20/01/2013
uang
Foto oleh andiona
1. Pengeluaran Berdasarkan Kata Hati
Sumber hutang pribadi terbesar adalah pengeluaran yang melebihi hal-hal yang anda butuhkan. Jangan pergi berbelanja jika anda sedang merasa bosan di rumah, sebab anda akan membeli barang-barang yang sebetulnya tidak anda butuhkan / jarang anda pergunakan. Jika anda mempunyai kecendrungan untuk selalu menuruti kata hati anda, cobalah untuk membuat rencana yang matang terhadap barang-barang yang memang perlu anda beli dan barang-barang yang perlu anda hindari.
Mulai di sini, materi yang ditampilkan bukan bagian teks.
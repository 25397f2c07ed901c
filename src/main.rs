use std::net::SocketAddr;
use std::sync::Arc;
use tracing_subscriber::{layer::SubscriberExt, util::SubscriberInitExt};

use api_rest::AppState;
use axiom_core::{config::history_limit_from_env_value, CoreConfig};

/// Main entry point for the Axiom application
///
/// Starts the REST server on port 8080 (configurable via AXIOM_REST_ADDR).
///
/// # Environment Variables
/// - `AXIOM_REST_ADDR`: REST server address (default: "0.0.0.0:8080")
/// - `AXIOM_HISTORY_LIMIT`: Triage records kept per user (default: 100)
///
/// # Returns
/// * `Ok(())` - If the server starts and runs successfully
/// * `Err(anyhow::Error)` - If configuration, startup or the server fails
#[tokio::main]
async fn main() -> anyhow::Result<()> {
    dotenvy::dotenv().ok();

    tracing_subscriber::registry()
        .with(
            tracing_subscriber::EnvFilter::from_default_env()
                .add_directive("axiom=info".parse()?)
                .add_directive("api_rest=info".parse()?),
        )
        .with(tracing_subscriber::fmt::layer())
        .init();

    let rest_addr: SocketAddr = std::env::var("AXIOM_REST_ADDR")
        .unwrap_or_else(|_| "0.0.0.0:8080".into())
        .parse()?;

    let history_limit = history_limit_from_env_value(std::env::var("AXIOM_HISTORY_LIMIT").ok())?;
    let cfg = Arc::new(CoreConfig::new(history_limit)?);

    tracing::info!("++ Starting Axiom REST on {}", rest_addr);
    tracing::info!("++ Keeping up to {} triage records per user", cfg.history_limit());

    let app = api_rest::router(AppState::new(cfg));

    let listener = tokio::net::TcpListener::bind(rest_addr).await?;
    axum::serve(listener, app).await?;

    Ok(())
}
Jika anda betul-betul menginginkan sesuatu, anda dapat kembali di lain hari – intinya bersabarlah ketika berbelanja.
2. Tergoda oleh Teknik-Teknik Para Penjual
Perusahaan-perusahaan besar mencoba banyak trik untuk mengajak kita membeli barang-barang yang sebetulnya tidak kita butuhkan. Ya, itulah marketing. Sebagai contoh, jangan tergoda oleh barang-barang yang di-discount sampai dengan 70%; bukan karena barang tersebut sedang sale lalu anda berpikiran harga tersebut adalah harga yang sangat bagus dan anda perlu membelinya. Jangan tergoda oleh promosi membeli 2 gratis 1; sebaliknya lihatlah barang-barang yang anda miliki saat ini, mulailah menghitung berapa banyak dari barang-barang tersebut yang jarang anda pergunakan.
Jika anda merasa tidak nyaman oleh perilaku para salesman, pergilah menjauh segera – Jika anda betul-betul menginginkan barang tersebut, anda bisa datang lagi suatu saat.
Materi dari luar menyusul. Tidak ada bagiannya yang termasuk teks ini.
//! Self-reported severity levels.

use crate::validation::normalise_token;
use crate::{TriageError, TriageResult};
use std::fmt;
use std::str::FromStr;

/// Severity chosen on the assessment's radio group.
///
/// Ordering follows the radio group from mildest to most severe.
#[derive(Debug, Clone, Copy, PartialEq, Eq, PartialOrd, Ord, Hash)]
pub enum SeverityLevel {
    Mild,
    Moderate,
    Severe,
    VerySevere,
}

impl SeverityLevel {
    /// Every level, mildest first.
    pub const ALL: [SeverityLevel; 4] = [
        SeverityLevel::Mild,
        SeverityLevel::Moderate,
        SeverityLevel::Severe,
        SeverityLevel::VerySevere,
    ];

    pub const fn label(self) -> &'static str {
        match self {
            SeverityLevel::Mild => "Mild",
            SeverityLevel::Moderate => "Moderate",
            SeverityLevel::Severe => "Severe",
            SeverityLevel::VerySevere => "Very Severe",
        }
    }

    /// Parses a severity token, rejecting anything outside the four levels.
    ///
    /// An unselected radio group arrives as an empty token and is rejected rather than
    /// defaulted.
    ///
    /// # Errors
    ///
    /// Returns `TriageError::InvalidInput` for empty or unrecognised tokens.
    pub fn parse_token(token: &str) -> TriageResult<Self> {
        if token.trim().is_empty() {
            return Err(TriageError::InvalidInput(
                "severity level must be selected".into(),
            ));
        }
        let wanted = normalise_token(token)?;

        if wanted == "verysevere" {
            return Ok(SeverityLevel::VerySevere);
        }

        SeverityLevel::ALL
            .into_iter()
            .find(|level| level.label().to_lowercase() == wanted)
            .ok_or_else(|| {
                TriageError::InvalidInput(format!("unrecognised severity level: {}", token.trim()))
            })
    }
}

impl fmt::Display for SeverityLevel {
    fn fmt(&self, f: &mut fmt::Formatter<'_>) -> fmt::Result {
        f.write_str(self.label())
    }
}

impl FromStr for SeverityLevel {
    type Err = TriageError;

    fn from_str(s: &str) -> Result<Self, Self::Err> {
        Self::parse_token(s)
    }
}

impl serde::Serialize for SeverityLevel {
    fn serialize<S>(&self, serializer: S) -> Result<S::Ok, S::Error>
    where
        S: serde::Serializer,
    {
        serializer.serialize_str(self.label())
    }
}

impl<'de> serde::Deserialize<'de> for SeverityLevel {
    fn deserialize<D>(deserializer: D) -> Result<Self, D::Error>
    where
        D: serde::Deserializer<'de>,
    {
        let s = String::deserialize(deserializer)?;
        Self::parse_token(&s).map_err(serde::de::Error::custom)
    }
}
3. Tidak Pernah Mengecek Harga yang Lebih Murah
Untuk item-item tertentu seperti asuransi atau hipotek misalnya, perusahan-perusahaan mengambil keuntungan dari loyalitas konsumen dengan memberikan harga yang tinggi. Keengganan konsumen untuk berpindah ke perusahaan lain ini dalam bahasa inggris disebut customer inertia. Sebagai contoh, orang-orang berpikir terlalu banyak birokrasi yang harus mereka lewati jika ingin memindahkan hipoteknya. Padahal jika mereka mau menjalani proses tersebut, yaitu berpindah ke perusahaan hipotek lain yang lebih murah, mereka akan menghemat jumlah uang yang cukup besar. Saya mengambil sebuah perumpamaan : jika anda pergi berbelanja, maukah anda membeli sebuah barang yang sebetulnya mempunyai kualitas yang tidak jauh berbeda, namun memiliki harga 20% lebih mahal?